Wieder ein Pling. Noch ein Polizei-Tweet. Man habe die Personen erfolgreich abgeschabt. Dank gelte den Hunde(rt)schaften der Polizei, den unzähligen Einsatzwägen und einem Polizeihubschrauber. Ich überschlage den CO₂-Verbrauch der Aktion. Mir wird schlecht. Ich wische zur Ablenkung mit den Pfoten durch die Nachrichten. Jane Fonda echauffiert sich, dass die böse OMV den Opernball sponsert. Und in eine Stretch-Limo einsteigen will sie schon gar nicht. Manchmal ist es so leicht, auf der richtigen Seite zu stehen, denke ich mir und winke ihrem Privatjet zum Abschied hinterher.

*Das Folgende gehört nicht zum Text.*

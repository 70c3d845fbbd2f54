use super::SeaOrmStorage;
use crate::entity::ai_assessments::{
    ActiveModel as AiActiveModel, Column as AiColumn, Entity as AiAssessments,
};
use crate::entity::final_grades::{
    ActiveModel as GradeActiveModel, Column as GradeColumn, Entity as FinalGrades,
};
use crate::errors::{Result, VocademyError};
use crate::models::assessments::{
    entities::{AiAssessment, FinalGrade},
    requests::{RecordAiAssessmentRequest, RecordFinalGradeRequest},
};
use sea_orm::{
    ActiveModelTrait, ColumnTrait, EntityTrait, QueryFilter, Set, sea_query::OnConflict,
};

impl SeaOrmStorage {
    /// 获取提交的 AI 评估
    pub async fn get_ai_assessment_impl(&self, submission_id: i64) -> Result<Option<AiAssessment>> {
        let result = AiAssessments::find()
            .filter(AiColumn::SubmissionId.eq(submission_id))
            .one(&self.db)
            .await
            .map_err(|e| VocademyError::database_operation(format!("查询 AI 评估失败: {e}")))?;

        Ok(result.map(|m| m.into_ai_assessment()))
    }

    /// 写入 AI 评估
    ///
    /// submission_id 唯一约束使重复写入在数据库层失败，
    /// 并发下第二次写入由此转换为已评估冲突。
    pub async fn insert_ai_assessment_impl(
        &self,
        submission_id: i64,
        req: RecordAiAssessmentRequest,
        request_id: Option<String>,
    ) -> Result<AiAssessment> {
        let now = chrono::Utc::now().timestamp();

        let model = AiActiveModel {
            submission_id: Set(submission_id),
            score: Set(req.score),
            feedback: Set(req.feedback),
            confidence: Set(req.confidence.to_string()),
            request_id: Set(request_id),
            created_at: Set(now),
            ..Default::default()
        };

        let result = model.insert(&self.db).await.map_err(|e| {
            let msg = e.to_string();
            if msg.to_uppercase().contains("UNIQUE") || msg.contains("Duplicate") {
                VocademyError::already_assessed(format!(
                    "submission {submission_id} already has an assessment"
                ))
            } else {
                VocademyError::database_operation(format!("写入 AI 评估失败: {msg}"))
            }
        })?;

        Ok(result.into_ai_assessment())
    }

    /// 获取提交的最终评分
    pub async fn get_final_grade_impl(&self, submission_id: i64) -> Result<Option<FinalGrade>> {
        let result = FinalGrades::find()
            .filter(GradeColumn::SubmissionId.eq(submission_id))
            .one(&self.db)
            .await
            .map_err(|e| VocademyError::database_operation(format!("查询最终评分失败: {e}")))?;

        Ok(result.map(|m| m.into_final_grade()))
    }

    /// 按 submission_id upsert 最终评分，后写覆盖先写
    pub async fn upsert_final_grade_impl(
        &self,
        submission_id: i64,
        grader_id: i64,
        req: RecordFinalGradeRequest,
    ) -> Result<FinalGrade> {
        let now = chrono::Utc::now().timestamp();

        let model = GradeActiveModel {
            submission_id: Set(submission_id),
            score: Set(req.score),
            comments: Set(req.comments),
            status: Set(req.status.to_string()),
            grader_id: Set(grader_id),
            graded_at: Set(now),
            ..Default::default()
        };

        FinalGrades::insert(model)
            .on_conflict(
                OnConflict::column(GradeColumn::SubmissionId)
                    .update_columns([
                        GradeColumn::Score,
                        GradeColumn::Comments,
                        GradeColumn::Status,
                        GradeColumn::GraderId,
                        GradeColumn::GradedAt,
                    ])
                    .to_owned(),
            )
            .exec(&self.db)
            .await
            .map_err(|e| VocademyError::database_operation(format!("写入最终评分失败: {e}")))?;

        let saved = self.get_final_grade_impl(submission_id).await?;
        saved.ok_or_else(|| {
            VocademyError::no_rows_affected(format!(
                "final grade upsert for submission {submission_id} affected zero rows"
            ))
        })
    }
}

Eine gute Nachricht lässt mich schließlich wieder einschlafen: Die kirchliche „ARGE Schöpfungsverantwortung“ macht doch weiter. Irgendwie jedenfalls. Schreibt sie in einem kryptischen Newsletter. Darin lese ich: „Was braucht es heute? Aktivisten, Aufmerksamkeit und Wachsamkeit, Verantwortlichkeit, geschultes Urteilsvermögen, offene, wohlmeinende Kritik, Beharrlichkeit und Beständigkeit, Spiritualität und Weisheit.“ Ahhh, gut, dass mir das mal jemand sagt. Ich schlage Jane Fonda als neue Ehrenvorsitzende und Richi Lugner als Kassier vor.
Bevor Zweifel an meiner wohlmeinenden, behaarten, spirituellen, weisen, offenen, aktivistischen Haltung auftreten: Ich bin sehr für Umweltschutz, für Aktivismus, für mehr Demut im Umgang mit der Schöpfung. Aber ich bin auch überzeugt, dass dem eine gewisse Vergeblichkeit eignet, dass unser kirchliches Klima-Kollektentum weniger Aktivismus als vielmehr Aktionismus darstellt, der vor allem das Gewissen beruhigt. Pling. Die Polizei. Der Verkehr fließt wieder. Und Janes Privatjet zieht weiter pittoreske Kondensstreifen in den blauen Himmel. Mein Fastengebot? Ich werde auf Reisen im Privatjet verzichten. Der gute Wille zählt.